According to Mayo Clinic, employee burnout is defined as “a state of physical and emotional exhaustion which also involves a sense of reduced accomplishment and loss of personal identity.”
With many employees having to juggle between work and their personal life at home, there is a higher risk of burnout. And Borenstein warned that employees are facing burnouts that are unlike what they have experienced before.
“Employee burnout is a state of physical and emotional exhaustion which also involves a sense of reduced accomplishment and loss of personal identity,” she added.
“The burnout that involves a loss of personal identity is really taxing, and employers have to watch out for that level of burnout which is very different from the normal type of stress.”
Emerging workforce expectation
How we lead in times of uncertainty says a lot about the character of organisations. And Borenstein believes the pandemic is compelling employers to care for their employees’ health and wellbeing in a serious and meaningful manner.
“We are now discovering that offering solutions that positively impact employee’s stress, sleep nutrition physical health and sense of connection results in employees feeling more engaged,” she said.
“We’ve been talking over the last several years about the elusive ROI of wellbeing. But now no one is asking for the ROI because it has become a matter of corporate survival to ensure your employees are well physically and emotionally.

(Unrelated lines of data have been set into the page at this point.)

//! Field-name history.
//!
//! Stored snapshots are never migrated, so the same logical field can appear
//! under several names depending on which build wrote it. Each list below
//! names every known location of one field, newest first. Adding a name here
//! is the only change needed to read rows that use it.
//!
//! Paths are dotted (`act1.basicInfo`). A path that resolves to `null` counts
//! as absent.

use serde_json::Value;

use crate::normalize::normalize_text;

// ============================================================
// Extraction payload (relative to the extraction root)
// ============================================================

pub const EXTRACTED_CASE_TITLE: &[&str] = &[
    "basicInfo.caseTitle",
    "basicInfo.title",
    "basicInfo.caseName",
    "caseTitle",
    "title",
];
pub const EXTRACTED_CASE_NUMBER: &[&str] = &[
    "basicInfo.caseNumber",
    "basicInfo.case_number",
    "basicInfo.caseNo",
    "caseNumber",
];
pub const EXTRACTED_COURT: &[&str] = &[
    "basicInfo.court",
    "basicInfo.courtName",
    "basicInfo.court_name",
    "court",
];
pub const EXTRACTED_JUDGE_DATE: &[&str] = &[
    "basicInfo.judgeDate",
    "basicInfo.judgmentDate",
    "basicInfo.date",
];
pub const EXTRACTED_CASE_TYPE: &[&str] = &["basicInfo.caseType", "basicInfo.type"];
pub const EXTRACTED_PARTIES: &[&str] = &["basicInfo.parties", "parties"];
pub const EXTRACTED_FACTS: &[&str] = &["facts", "threeElements.facts"];
pub const EXTRACTED_EVIDENCE: &[&str] = &["evidence", "threeElements.evidence"];
pub const EXTRACTED_REASONING: &[&str] = &["reasoning", "threeElements.reasoning"];
pub const EXTRACTED_CONFIDENCE: &[&str] = &["metadata.confidence", "confidence"];
pub const EXTRACTED_AI_MODEL: &[&str] = &["metadata.aiModel", "metadata.model", "aiModel"];
pub const EXTRACTED_METHOD: &[&str] = &[
    "metadata.extractionMethod",
    "metadata.method",
    "extractionMethod",
];
pub const EXTRACTED_PROCESSING_TIME: &[&str] = &["metadata.processingTime", "processingTime"];
pub const EXTRACTED_AT: &[&str] = &["metadata.extractedAt", "extractedAt"];

pub const PARTY_PLAINTIFF: &[&str] = &["plaintiff", "plaintiffs", "原告"];
pub const PARTY_DEFENDANT: &[&str] = &["defendant", "defendants", "被告"];
pub const PARTY_THIRD: &[&str] = &["thirdParty", "third_party", "thirdParties", "第三人"];

pub const FACTS_SUMMARY: &[&str] = &["summary", "main", "content"];
pub const FACTS_TIMELINE: &[&str] = &["timeline", "events"];
pub const FACTS_KEY_FACTS: &[&str] = &["keyFacts", "key_facts", "keyPoints"];
pub const EVIDENCE_SUMMARY: &[&str] = &["summary", "overview"];
pub const EVIDENCE_ITEMS: &[&str] = &["items", "list", "evidenceList"];
pub const EVIDENCE_ITEM_TYPE: &[&str] = &["type", "category", "kind"];
pub const EVIDENCE_ITEM_DESCRIPTION: &[&str] = &["description", "content", "name", "title"];
pub const EVIDENCE_ITEM_SUBMITTER: &[&str] = &["submittedBy", "submitted_by", "submitter", "provider"];
pub const REASONING_SUMMARY: &[&str] = &["summary", "analysis", "content"];
pub const REASONING_ARGUMENTS: &[&str] = &["keyArguments", "key_arguments", "arguments"];
pub const REASONING_JUDGMENT: &[&str] = &["judgment", "conclusion", "result"];

// ============================================================
// Deep-analysis payload (relative to the analysis result)
// ============================================================

pub const ANALYSIS_CHAPTERS: &[&str] = &["narrative.chapters", "chapters", "storyChapters"];
pub const ANALYSIS_TIMELINE: &[&str] = &["timelineAnalysis", "timeline_analysis", "timeline"];
pub const ANALYSIS_EVIDENCE_QUESTIONS: &[&str] = &["evidenceQuestions", "evidence_questions"];
pub const ANALYSIS_CLAIMS: &[&str] = &["claimAnalysis", "claim_analysis", "claims"];
pub const TURNING_POINTS: &[&str] = &["turningPoints", "turning_points", "keyTurningPoints"];

// ============================================================
// Learning report
// ============================================================

pub const REPORT_SUMMARY: &[&str] = &["summary", "overview", "caseOverview.summary", "conclusion"];
pub const REPORT_KEY_LEARNINGS: &[&str] = &[
    "keyLearnings",
    "learningPoints",
    "keyPoints",
    "caseOverview.keyLearnings",
];
pub const REPORT_SKILLS: &[&str] = &["skillsAssessed", "skills", "skillsPracticed"];

// ============================================================
// Stored snapshot (relative to the envelope root)
// ============================================================

pub const STORED_SCHEMA_VERSION: &[&str] = &["schemaVersion", "schema_version"];
pub const STORED_SESSION_STATE: &[&str] = &["sessionState", "session_state", "currentAct"];
pub const STORED_CASE_TITLE: &[&str] = &["caseTitle", "case_title", "title"];
pub const STORED_CASE_NUMBER: &[&str] = &["caseNumber", "case_number"];
pub const STORED_COURT_NAME: &[&str] = &["courtName", "court_name"];

pub const STORED_ACT1_BASIC_INFO: &[&str] = &["act1.basicInfo", "act1.basic_info", "act1_basic_info"];
pub const STORED_ACT1_FACTS: &[&str] = &["act1.facts", "act1_facts"];
pub const STORED_ACT1_EVIDENCE: &[&str] = &["act1.evidence", "act1_evidence"];
pub const STORED_ACT1_REASONING: &[&str] = &["act1.reasoning", "act1_reasoning"];
pub const STORED_ACT1_METADATA: &[&str] = &["act1.metadata", "act1_metadata"];

pub const STORED_ACT2_NARRATIVE: &[&str] = &[
    "act2.narrative",
    "act2_narrative",
    "act2.storyChapters",
    "act2.story_chapters",
];
pub const STORED_ACT2_TIMELINE: &[&str] = &[
    "act2.timelineAnalysis",
    "act2.timeline_analysis",
    "act2_timeline_analysis",
    "act2.timeline",
];
pub const STORED_ACT2_EVIDENCE_QUESTIONS: &[&str] = &[
    "act2.evidenceQuestions",
    "act2.evidence_questions",
    "act2_evidence_questions",
];
pub const STORED_ACT2_CLAIMS: &[&str] = &[
    "act2.claimAnalysis",
    "act2.claim_analysis",
    "act2_claim_analysis",
];

pub const STORED_ACT3_LEVEL: &[&str] = &[
    "act3.level",
    "act3.socratic.level",
    "act3_socratic.level",
    "act3.socraticLevel",
];
pub const STORED_ACT3_NODES: &[&str] = &[
    "act3.completedNodes",
    "act3.socratic.completedNodes",
    "act3_socratic.completedNodes",
    "act3.completed_nodes",
    "act3.socratic.completed_nodes",
];

pub const STORED_ACT4_FULL_REPORT: &[&str] = &["act4.fullReport", "act4.full_report"];
pub const STORED_ACT4_SUMMARY: &[&str] = &[
    "act4.learningReport",
    "act4.learning_report",
    "act4_learning_report",
    "act4.report",
];
pub const STORED_ACT4_PPT_URL: &[&str] = &["act4.pptUrl", "act4.ppt_url", "act4_ppt_url"];
pub const STORED_ACT4_PPT_METADATA: &[&str] = &[
    "act4.pptMetadata",
    "act4.ppt_metadata",
    "act4_ppt_metadata",
];

// ============================================================
// Lookup
// ============================================================

/// Resolve a dotted path. `null` is reported as absent.
pub fn lookup<'a>(root: &'a Value, path: &str) -> Option<&'a Value> {
    let found = path
        .split('.')
        .try_fold(root, |node, key| node.as_object()?.get(key))?;
    (!found.is_null()).then_some(found)
}

/// The value at the first path in `paths` that is present.
pub fn first_present<'a>(root: &'a Value, paths: &[&str]) -> Option<&'a Value> {
    paths.iter().find_map(|path| lookup(root, path))
}

/// The first non-empty text among `paths`.
pub fn first_text(root: &Value, paths: &[&str]) -> Option<String> {
    paths
        .iter()
        .filter_map(|path| lookup(root, path))
        .map(normalize_text)
        .find(|text| !text.is_empty())
}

“Caring for your teams is an extremely effective strategy to generate employee engagement which is the holy grail that everyone is looking for. It is your responsibility as the heads of HR to hold together the workforce who are faced with the long-lasting impact of the pandemic. Employers need to find a solution to help all their workforces, no matter where they are physically located and where they rank,” she added.
What does engagement look like now
With remote working becoming a norm, employees will be physically apart from each other. Even if they were to be in the office, social distancing measures mean that physical engagement activities will be restricted.

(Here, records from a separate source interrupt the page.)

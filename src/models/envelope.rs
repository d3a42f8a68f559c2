use chrono::{DateTime, Utc};
use serde::{Deserialize, Serialize};

use super::{Act1Snapshot, Act2Snapshot, Act3Snapshot, Act4Snapshot};

/// Semantic version of the envelope layout written by this build.
pub const SNAPSHOT_VERSION: &str = "1.2.0";

/// Schema version stamped on every envelope written by this build.
pub const CURRENT_SCHEMA_VERSION: u32 = 2;

/// Newest schema version this build can read. Rows written by a newer build
/// are rejected rather than half-understood.
pub const MAX_SUPPORTED_SCHEMA_VERSION: u32 = 2;

/// Schema version assumed for rows that predate version tracking.
pub const LEGACY_SCHEMA_VERSION: u32 = 1;

/// Versioned container for everything persisted about a teaching session.
///
/// Created on the first successful write for a session and replaced on every
/// later manual or automatic save. `act1` is always present; the remaining Acts
/// stay `None` until the session reaches them.
#[derive(Debug, Clone, Serialize, Deserialize, PartialEq)]
#[serde(rename_all = "camelCase")]
pub struct SnapshotEnvelope {
    pub version: String,
    pub schema_version: u32,
    pub session_state: SessionState,
    pub case_title: String,
    #[serde(default, skip_serializing_if = "Option::is_none")]
    pub case_number: Option<String>,
    #[serde(default, skip_serializing_if = "Option::is_none")]
    pub court_name: Option<String>,
    pub act1: Act1Snapshot,
    #[serde(default, skip_serializing_if = "Option::is_none")]
    pub act2: Option<Act2Snapshot>,
    #[serde(default, skip_serializing_if = "Option::is_none")]
    pub act3: Option<Act3Snapshot>,
    #[serde(default, skip_serializing_if = "Option::is_none")]
    pub act4: Option<Act4Snapshot>,
    pub created_at: DateTime<Utc>,
    pub updated_at: DateTime<Utc>,
    pub last_saved_at: DateTime<Utc>,
    pub save_type: SaveType,
}

impl SnapshotEnvelope {
    /// The most advanced Act that carries data.
    pub fn furthest_populated_act(&self) -> SessionState {
        if self.act4.is_some() {
            SessionState::Act4
        } else if self.act3.is_some() {
            SessionState::Act3
        } else if self.act2.is_some() {
            SessionState::Act2
        } else {
            SessionState::Act1
        }
    }
}

/// Which stage of the teaching session the user has reached.
///
/// - `Act1`: Case intake
/// - `Act2`: Deep analysis
/// - `Act3`: Socratic dialogue
/// - `Act4`: Summary and learning report
/// - `Completed`: Session finished
#[derive(Debug, Clone, Copy, Serialize, Deserialize, PartialEq, Eq, PartialOrd, Ord, Default)]
#[serde(rename_all = "snake_case")]
pub enum SessionState {
    #[default]
    Act1,
    Act2,
    Act3,
    Act4,
    Completed,
}

impl SessionState {
    pub const ALL: [SessionState; 5] = [
        Self::Act1,
        Self::Act2,
        Self::Act3,
        Self::Act4,
        Self::Completed,
    ];

    pub fn as_str(&self) -> &'static str {
        match self {
            Self::Act1 => "act1",
            Self::Act2 => "act2",
            Self::Act3 => "act3",
            Self::Act4 => "act4",
            Self::Completed => "completed",
        }
    }

    pub fn from_str(s: &str) -> Option<Self> {
        match s {
            "act1" => Some(Self::Act1),
            "act2" => Some(Self::Act2),
            "act3" => Some(Self::Act3),
            "act4" => Some(Self::Act4),
            "completed" => Some(Self::Completed),
            _ => None,
        }
    }

    /// Map a UI stage name onto a session state.
    ///
    /// The UI has used several names for its stages over time; all of them are
    /// accepted here.
    pub fn from_ui_stage(stage: &str) -> Option<Self> {
        match stage.trim().to_lowercase().as_str() {
            "act1" | "upload" | "intake" | "case-intake" => Some(Self::Act1),
            "act2" | "analysis" | "deep-analysis" | "deepanalysis" => Some(Self::Act2),
            "act3" | "socratic" | "classroom" | "dialogue" => Some(Self::Act3),
            "act4" | "summary" | "report" => Some(Self::Act4),
            "completed" | "complete" | "done" => Some(Self::Completed),
            _ => None,
        }
    }
}

/// How a snapshot save was triggered.
#[derive(Debug, Clone, Copy, Serialize, Deserialize, PartialEq, Eq, Default)]
#[serde(rename_all = "snake_case")]
pub enum SaveType {
    Manual,
    #[default]
    Auto,
}

impl SaveType {
    pub fn as_str(&self) -> &'static str {
        match self {
            Self::Manual => "manual",
            Self::Auto => "auto",
        }
    }

    pub fn from_str(s: &str) -> Option<Self> {
        match s {
            "manual" => Some(Self::Manual),
            "auto" => Some(Self::Auto),
            _ => None,
        }
    }
}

Therefore, Borenstein believes organisations will need to take engagement online with digital tools to help employees communicate and collaborate.
“When employees are physically dispersed and masked, you won’t be able to see their expressions. Employees’ work timings will also be staggered as they have to keep a social distance, so engagement has to go digital,” she explained.

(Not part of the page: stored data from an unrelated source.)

use casebook::models::*;
use casebook::normalize::*;
use proptest::prelude::*;
use serde_json::{json, Value};
use speculate2::speculate;

speculate! {
    describe "normalize_confidence" {
        it "reads values above one as percentages" {
            assert_eq!(normalize_confidence(85.0), 0.85);
            assert_eq!(normalize_confidence(100.0), 1.0);
        }

        it "keeps ratios unchanged" {
            assert_eq!(normalize_confidence(0.5), 0.5);
            assert_eq!(normalize_confidence(1.0), 1.0);
        }

        it "clamps out-of-range values" {
            assert_eq!(normalize_confidence(150.0), 1.0);
            assert_eq!(normalize_confidence(-3.0), 0.0);
            assert_eq!(normalize_confidence(f64::NAN), 0.0);
        }

        it "accepts numeric strings" {
            assert_eq!(normalize_confidence_value(&json!("85%")), 0.85);
            assert_eq!(normalize_confidence_value(&json!("high")), 0.0);
        }
    }

    describe "normalize_party_list" {
        it "flattens a nested name array" {
            assert_eq!(
                normalize_party_list(&json!([{"name": ["A", "B"]}])),
                vec!["A", "B"]
            );
        }

        it "accepts a single string or object" {
            assert_eq!(normalize_party_list(&json!("Alice")), vec!["Alice"]);
            assert_eq!(normalize_party_list(&json!({"name": "Bob"})), vec!["Bob"]);
        }

        it "uses a placeholder for unusable entries" {
            assert_eq!(
                normalize_party_list(&json!(["Alice", 42, {"role": "x"}])),
                vec!["Alice", UNKNOWN_PARTY, UNKNOWN_PARTY]
            );
        }

        it "returns an empty list for null" {
            assert!(normalize_party_list(&Value::Null).is_empty());
        }
    }

    describe "label normalizers" {
        it "maps evidence labels in both languages" {
            assert_eq!(normalize_evidence_type("Expert opinion"), EvidenceType::Expert);
            assert_eq!(normalize_evidence_type("物证"), EvidenceType::Physical);
            assert_eq!(normalize_evidence_type("something else"), EvidenceType::Documentary);
        }

        it "maps extraction methods by substring" {
            assert_eq!(normalize_extraction_method("AI + rules"), ExtractionMethod::Hybrid);
            assert_eq!(normalize_extraction_method("rule-based"), ExtractionMethod::Rule);
            assert_eq!(normalize_extraction_method(""), ExtractionMethod::Ai);
        }

        it "maps impact from scores and labels" {
            assert_eq!(normalize_impact_level(&json!(0.9)), ImpactLevel::Major);
            assert_eq!(normalize_impact_level(&json!(20)), ImpactLevel::Minor);
            assert_eq!(normalize_impact_level(&json!("moderate")), ImpactLevel::Moderate);
            assert_eq!(normalize_impact_level(&json!(null)), ImpactLevel::Moderate);
        }

        it "only accepts known submitters" {
            assert_eq!(normalize_submitted_by("third-party"), Some(SubmittedBy::ThirdParty));
            assert_eq!(normalize_submitted_by("the neighbour"), None);
        }
    }
}

fn arb_json() -> impl Strategy<Value = Value> {
    let leaf = prop_oneof![
        Just(Value::Null),
        any::<bool>().prop_map(Value::Bool),
        any::<i64>().prop_map(|n| json!(n)),
        any::<f64>().prop_map(|x| json!(x)),
        "[a-zA-Z 原告]{0,8}".prop_map(Value::String),
    ];
    leaf.prop_recursive(4, 32, 4, |inner| {
        prop_oneof![
            prop::collection::vec(inner.clone(), 0..4).prop_map(Value::Array),
            inner.clone().prop_map(|name| json!({ "name": name })),
            prop::collection::hash_map("[a-z]{1,6}", inner, 0..4)
                .prop_map(|map| Value::Object(map.into_iter().collect())),
        ]
    })
}

proptest! {
    #[test]
    fn confidence_always_lands_in_unit_interval(x in any::<f64>()) {
        let c = normalize_confidence(x);
        prop_assert!((0.0..=1.0).contains(&c), "{} -> {}", x, c);
    }

    #[test]
    fn untyped_confidence_lands_in_unit_interval(value in arb_json()) {
        let c = normalize_confidence_value(&value);
        prop_assert!((0.0..=1.0).contains(&c));
    }

    #[test]
    fn evidence_labels_map_into_the_enum(label in ".{0,24}") {
        prop_assert!(EvidenceType::ALL.contains(&normalize_evidence_type(&label)));
    }

    #[test]
    fn extraction_methods_map_into_the_enum(label in ".{0,24}") {
        prop_assert!(ExtractionMethod::ALL.contains(&normalize_extraction_method(&label)));
    }

    #[test]
    fn impact_signals_map_into_the_enum(value in arb_json()) {
        prop_assert!(ImpactLevel::ALL.contains(&normalize_impact_level(&value)));
    }

    #[test]
    fn dialogue_level_stays_in_range(value in arb_json()) {
        prop_assert!((1..=3).contains(&normalize_level(&value)));
    }

    #[test]
    fn party_lists_are_idempotent(value in arb_json()) {
        let once = normalize_party_list(&value);
        let twice = normalize_party_list(&json!(once));
        prop_assert_eq!(once, twice);
    }
}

“You have to reach everyone and the only way you can do that is by embracing digital tools. The importance of tools like video conferencing to help communication and collaboration is critical.”
Besides ensuring communication, fostering community and culture among employees remains an integral part of engagement even when they are physically apart.
“Human beings like to gather and interact with their colleagues and community. It is how we are wired. They want camaraderie, connection, and a sense of closeness because we are so much isolated than we were before,” she added.